Task description: Which of the lines in the records below hold the string "contains"? Copy every one of them.

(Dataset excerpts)
//! Location disambiguation over the geocoding search.
//!
//! The search endpoint takes a comma-joined string opportunistically: it
//! sometimes parses "name, region" itself and sometimes matches nothing. The
//! resolver recovers the latter case by re-querying on the bare name and
//! filtering by region locally, so "Springfield, Illinois" works regardless
//! of what the upstream parser makes of it.

use tracing::debug;

use crate::error::WeatherNowError;
use crate::geocoding::{GeoCandidate, GeocodingBackend};
use crate::model::Place;

/// A free-text search string split on commas into up to three parts:
/// `name`, `name, region` or `name, region, country`.
#[derive(Debug, Clone, PartialEq, Eq)]
pub struct SearchQuery {
    pub name: String,
    pub region: Option<String>,
    pub country: Option<String>,
}

impl SearchQuery {
    /// Split on commas and trim. Returns `None` when the name part is empty.
    /// Parts beyond `[name, region, country]` are ignored.
    pub fn parse(input: &str) -> Option<Self> {
        let mut parts = input.split(',').map(str::trim);
        let name = parts.next().filter(|p| !p.is_empty())?.to_string();
        let region = parts.next().filter(|p| !p.is_empty()).map(str::to_string);
        let country = parts.next().filter(|p| !p.is_empty()).map(str::to_string);
        Some(Self { name, region, country })
    }
}

/// Resolves free-text input to candidate places.
#[derive(Debug)]
pub struct LocationResolver {
    backend: Box<dyn GeocodingBackend>,
    count: u8,
}

impl LocationResolver {
    pub fn new(backend: Box<dyn GeocodingBackend>, count: u8) -> Self {
        Self { backend, count }
    }

    /// The single best match, or `None` when nothing usable matched.
    pub async fn resolve(&self, input: &str) -> Result<Option<Place>, WeatherNowError> {
        Ok(self.candidates(input).await?.into_iter().next())
    }

    /// All usable matches, in upstream relevance order.
    pub async fn suggest(&self, input: &str) -> Result<Vec<Place>, WeatherNowError> {
        self.candidates(input).await
    }

    async fn candidates(&self, input: &str) -> Result<Vec<Place>, WeatherNowError> {
        let Some(query) = SearchQuery::parse(input) else {
            return Ok(Vec::new());
        };

        match (&query.region, &query.country) {
            (None, None) => {
                let found = self.backend.search(&query.name, self.count).await?;
                Ok(normalize(found))
            }

            (Some(region), None) => {
                let combined = format!("{}, {region}", query.name);
                let found = self.backend.search(&combined, self.count).await?;
                if !found.is_empty() {
                    return Ok(normalize(found));
                }

                // The upstream treated the qualifier as unmatched; re-query by
                // name alone and filter by region locally.
                debug!(query = %combined, "combined search empty, filtering by region locally");
                let found = self.backend.search(&query.name, self.count).await?;
                Ok(filter_by_region(normalize(found), region))
            }

            (region, Some(country)) => {
                // The country disambiguates better than a middle token the
                // upstream may not parse; the region is applied locally.
                let combined = format!("{}, {country}", query.name);
                let found = self.backend.search(&combined, self.count).await?;
                let places = normalize(found);
                Ok(match region {
                    Some(region) => filter_by_region(places, region),
                    None => places,
                })
            }
        }
    }
}

fn normalize(candidates: Vec<GeoCandidate>) -> Vec<Place> {
    candidates.into_iter().filter_map(normalize_candidate).collect()
}

/// Records missing a country or admin area cannot be disambiguated or
/// displayed; drop them. A region that merely repeats the place name is
/// collapsed away.
fn normalize_candidate(candidate: GeoCandidate) -> Option<Place> {
    let country = candidate.country?;
    let region = candidate.admin1?;
    let region = if is_redundant(&region, &candidate.name) { None } else { Some(region) };

    Some(Place {
        id: candidate.id,
        name: candidate.name,
        region,
        country,
        latitude: candidate.latitude,
        longitude: candidate.longitude,
        timezone: candidate.timezone,
    })
}

fn is_redundant(region: &str, name: &str) -> bool {
    let region = region.to_lowercase();
    let name = name.to_lowercase();
    region.contains(&name) || name.contains(&region)
}

fn filter_by_region(places: Vec<Place>, region: &str) -> Vec<Place> {
    let wanted = region.to_lowercase();
    places
        .into_iter()
        .filter(|place| place.region.as_deref().is_some_and(|r| r.to_lowercase() == wanted))
        .collect()
}
use serde::{Deserialize, Serialize};

use lumen_core::types::{Node, Props, Severity};

use crate::rule::RuleFault;

#[derive(Debug, Clone, PartialEq, Serialize)]
pub struct AuditResult {
    pub passed: bool,
    pub violations: Vec<Violation>,
}

#[derive(Debug, Clone, PartialEq, Serialize)]
pub struct Violation {
    pub rule_id: String,
    pub message: String,
    pub severity: Severity,
    pub element: ElementSnapshot,
    /// Child-node indices leading from the root to the offending node.
    pub path: Vec<usize>,
}

/// What a violation reports about the node it was raised on.
#[derive(Debug, Clone, PartialEq, Serialize)]
pub struct ElementSnapshot {
    /// Tag name, or `Component` for composite components.
    #[serde(rename = "type")]
    pub kind: String,
    #[serde(skip_serializing_if = "Option::is_none")]
    pub component: Option<String>,
    pub props: Props,
}

impl ElementSnapshot {
    pub fn of(node: &Node) -> Self {
        let component = match &node.kind {
            lumen_core::types::NodeKind::Component(name) => Some(name.clone()),
            lumen_core::types::NodeKind::Element(_) => None,
        };
        Self {
            kind: node.kind.label().to_string(),
            component,
            props: node.props.clone(),
        }
    }
}

/// Violation counts per severity.
#[derive(Debug, Clone, Copy, Default, PartialEq, Eq, Serialize, Deserialize)]
pub struct AuditSummary {
    pub errors: usize,
    pub warnings: usize,
    pub info: usize,
}

impl AuditResult {
    pub fn new(violations: Vec<Violation>) -> Self {
        Self {
            passed: violations.is_empty(),
            violations,
        }
    }

    pub fn summary(&self) -> AuditSummary {
        let mut summary = AuditSummary::default();
        for v in &self.violations {
            match v.severity {
                Severity::Error => summary.errors += 1,
                Severity::Warning => summary.warnings += 1,
                Severity::Info => summary.info += 1,
            }
        }
        summary
    }

    /// Whether any violation is at or above `threshold`.
    pub fn exceeds(&self, threshold: Severity) -> bool {
        self.violations.iter().any(|v| v.severity >= threshold)
    }

    pub fn rule_ids(&self) -> impl Iterator<Item = &str> {
        self.violations.iter().map(|v| v.rule_id.as_str())
    }
}

/// Metadata of one rule, for listings.
#[derive(Debug, Clone, PartialEq, Eq, Serialize, Deserialize)]
pub struct RuleInfo {
    pub id: String,
    pub description: String,
    pub severity: Severity,
}

#[derive(Debug, thiserror::Error)]
pub enum AuditError {
    #[error("rule '{rule_id}' failed on {kind}: {source}")]
    RuleFault {
        rule_id: String,
        kind: String,
        #[source]
        source: RuleFault,
    },

    #[error("duplicate rule id: {0}")]
    DuplicateRule(String),
}
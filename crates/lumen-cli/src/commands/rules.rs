use lumen_enforce::RuleSet;
use lumen_output::{OutputFormatter, RulesReport};

/// Run `lumen rules` -- list the built-in rules in evaluation order.
pub fn run(formatter: &dyn OutputFormatter) -> i32 {
    let report = RulesReport::new(&RuleSet::builtin());
    print!("{}", formatter.format_rules(&report));
    0
}
use lumen_enforce::types::Violation;

/// Render child indices as a document path, `$` being the root.
pub(crate) fn format_path(path: &[usize]) -> String {
    let mut out = String::from("$");
    for idx in path {
        out.push_str(&format!(".children[{}]", idx));
    }
    out
}

pub(crate) fn format_violation_human(v: &Violation, source: &str) -> String {
    let element = match &v.element.component {
        Some(name) => format!("<{}>", name),
        None => v.element.kind.clone(),
    };

    let mut out = format!(
        "{}[{}]: {}\n  --> {}:{}\n   = element: {}\n",
        v.severity,
        v.rule_id,
        v.message,
        source,
        format_path(&v.path),
        element,
    );

    if let Some(role) = v.element.props.str("role") {
        out.push_str(&format!("   = role: {}\n", role));
    }

    out
}
use serde::Serialize;

use lumen_enforce::rule::RuleSet;
use lumen_enforce::types::{AuditResult, AuditSummary, RuleInfo, Violation};

/// Result of `lumen check` on one document.
#[derive(Debug, Clone, PartialEq, Serialize)]
pub struct AuditReport {
    pub version: String,
    pub command: String,
    /// Where the audited tree came from, usually a file path.
    pub source: String,
    pub passed: bool,
    pub summary: AuditSummary,
    pub violations: Vec<Violation>,
}

impl AuditReport {
    pub fn new(source: impl Into<String>, result: &AuditResult) -> Self {
        Self {
            version: env!("CARGO_PKG_VERSION").into(),
            command: "check".into(),
            source: source.into(),
            passed: result.passed,
            summary: result.summary(),
            violations: result.violations.clone(),
        }
    }
}

/// Result of `lumen rules`.
#[derive(Debug, Clone, PartialEq, Serialize)]
pub struct RulesReport {
    pub version: String,
    pub command: String,
    pub rules: Vec<RuleInfo>,
}

impl RulesReport {
    pub fn new(rules: &RuleSet) -> Self {
        Self {
            version: env!("CARGO_PKG_VERSION").into(),
            command: "rules".into(),
            rules: rules.describe(),
        }
    }
}
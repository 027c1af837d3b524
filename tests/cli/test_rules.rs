// Tests for `lumen rules` and `lumen completion`.

use crate::common::{create_project, run_lumen};

#[test]
fn test_rules_human_listing() {
    let (_dir, root) = create_project(&[]);
    let output = run_lumen(&root, &["rules"]);
    assert_eq!(output.status.code(), Some(0));

    let stdout = String::from_utf8_lossy(&output.stdout);
    let first = stdout.lines().next().unwrap();
    assert!(first.starts_with("img-alt"));
    assert!(stdout.ends_with("14 rule(s)\n"));
}

#[test]
fn test_rules_json_listing() {
    let (_dir, root) = create_project(&[]);
    let output = run_lumen(&root, &["rules", "--json"]);
    let parsed: serde_json::Value = serde_json::from_slice(&output.stdout).unwrap();
    assert_eq!(parsed["rules"][2]["id"], "heading-order");
    assert_eq!(parsed["rules"][2]["severity"], "warning");
}

#[test]
fn test_completion_bash() {
    let (_dir, root) = create_project(&[]);
    let output = run_lumen(&root, &["completion", "bash"]);
    assert_eq!(output.status.code(), Some(0));
    let stdout = String::from_utf8_lossy(&output.stdout);
    assert!(stdout.contains("lumen"));
    assert!(stdout.contains("check"));
}
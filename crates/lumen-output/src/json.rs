use crate::report::{AuditReport, RulesReport};
use crate::OutputFormatter;

pub struct JsonFormatter;

impl OutputFormatter for JsonFormatter {
    fn format_audit(&self, report: &AuditReport) -> String {
        serde_json::to_string_pretty(report).unwrap_or_default()
    }

    fn format_rules(&self, report: &RulesReport) -> String {
        serde_json::to_string_pretty(report).unwrap_or_default()
    }
}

Answer to this task:
    region.contains(&name) || name.contains(&region)
    assert!(stdout.contains("lumen"));
    assert!(stdout.contains("check"));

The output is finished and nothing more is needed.